I would improve the structure of the book with a curious but non-expert audience in mind. I would also remove repetitions of some examples and unnecessary drilling-ins into highly scientific words and reduce the number of unnecessary scientific words and lists of them that only proves the author has read a lot of books. These things have only lengthen the book because people who read a book about "Peak" wouldn't want to learn fancy scientific words or lists of fancy things that scientists do. I personally expect an author of this kind to understand the complex things and explain those in layman terms to readers like me. After-all I am not a scientific researcher.
18 of 21 people found this review helpful
Peak provided a much deeper look into mastery and expertise than I had imagined. I'd listened to Ericsson talk in podcasts and heard much of what others had learned from his work but this book cleared up a lot of the information superbly. A couple of chapters felt like brainwaves, especially the key one on building mental representations.

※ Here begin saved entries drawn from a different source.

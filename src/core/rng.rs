//! Per-entity deterministic random streams
//!
//! Every person owns one `EntityRng`. All of them share the run seed but each
//! selects its own ChaCha stream from the entity seed, so draw sequences do not
//! depend on how entities are distributed over worker threads.

use rand::{Rng, SeedableRng};
use rand_chacha::ChaCha8Rng;

#[derive(Debug, Clone)]
pub struct EntityRng {
    inner: ChaCha8Rng,
    draws: u64,
}

impl EntityRng {
    pub fn new(run_seed: u64, entity_seed: u64) -> Self {
        let mut inner = ChaCha8Rng::seed_from_u64(run_seed);
        inner.set_stream(entity_seed);
        Self { inner, draws: 0 }
    }

    /// Uniform draw in [0, 1)
    pub fn uniform(&mut self) -> f64 {
        self.draws += 1;
        self.inner.gen::<f64>()
    }

    /// Uniform integer in [0, bound); always 0 for an empty bound
    pub fn below(&mut self, bound: u64) -> u64 {
        self.draws += 1;
        if bound == 0 {
            return 0;
        }
        self.inner.gen_range(0..bound)
    }

    /// Uniform draw in [low, high)
    pub fn range(&mut self, low: f64, high: f64) -> f64 {
        low + self.uniform() * (high - low)
    }

    /// Normal draw (Box-Muller); counts as a single draw
    pub fn gaussian(&mut self, mean: f64, std_dev: f64) -> f64 {
        self.draws += 1;
        // 1 - u keeps the log argument in (0, 1]
        let u1 = 1.0 - self.inner.gen::<f64>();
        let u2 = self.inner.gen::<f64>();
        let z = (-2.0 * u1.ln()).sqrt() * (2.0 * std::f64::consts::PI * u2).cos();
        mean + z * std_dev
    }

    /// Number of draws taken from this stream so far
    pub fn draws(&self) -> u64 {
        self.draws
    }
}

#[cfg(test)]
mod tests {
    use super::*;

    #[test]
    fn test_same_seeds_same_sequence() {
        let mut a = EntityRng::new(42, 7);
        let mut b = EntityRng::new(42, 7);
        for _ in 0..100 {
            assert_eq!(a.uniform(), b.uniform());
        }
    }

    #[test]
    fn test_entities_get_independent_streams() {
        let mut a = EntityRng::new(42, 1);
        let mut b = EntityRng::new(42, 2);
        let xs: Vec<f64> = (0..8).map(|_| a.uniform()).collect();
        let ys: Vec<f64> = (0..8).map(|_| b.uniform()).collect();
        assert_ne!(xs, ys);
    }

    #[test]
    fn test_run_seed_changes_sequence() {
        let mut a = EntityRng::new(1, 5);
        let mut b = EntityRng::new(2, 5);
        assert_ne!(a.uniform(), b.uniform());
    }

    #[test]
    fn test_uniform_bounds() {
        let mut rng = EntityRng::new(3, 3);
        for _ in 0..10_000 {
            let u = rng.uniform();
            assert!((0.0..1.0).contains(&u));
        }
    }

    #[test]
    fn test_below_and_range() {
        let mut rng = EntityRng::new(9, 0);
        for _ in 0..1_000 {
            assert!(rng.below(6) < 6);
            let x = rng.range(2.0, 4.0);
            assert!((2.0..4.0).contains(&x));
        }
        assert_eq!(rng.below(0), 0);
    }

    #[test]
    fn test_draw_counter() {
        let mut rng = EntityRng::new(0, 0);
        rng.uniform();
        rng.below(10);
        rng.range(0.0, 1.0);
        rng.gaussian(0.0, 1.0);
        assert_eq!(rng.draws(), 4);
    }

    #[test]
    fn test_gaussian_mean() {
        let mut rng = EntityRng::new(11, 11);
        let n = 20_000;
        let mean: f64 = (0..n).map(|_| rng.gaussian(10.0, 2.0)).sum::<f64>() / n as f64;
        assert!((mean - 10.0).abs() < 0.1, "mean was {}", mean);
    }
}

A great book for anyone interested in how we can learn effectively, and particularly those seeking any kind of excellence.
The narrator was fantastic, except that whenever he would quote anyone they'd sound American, but a sort of unintelligent sounding American. Which missed the mark completely in a number of instances. But perhaps it was only jarring compared with the rest of his eloquently British narration throughout the book.
3 of 3 people found this review helpful
The listener will need to break through the early thresholds of the annoying over-articulated narration and the repetition of the content for the first 4 chapters. But stick with it and this book pays huge dividends.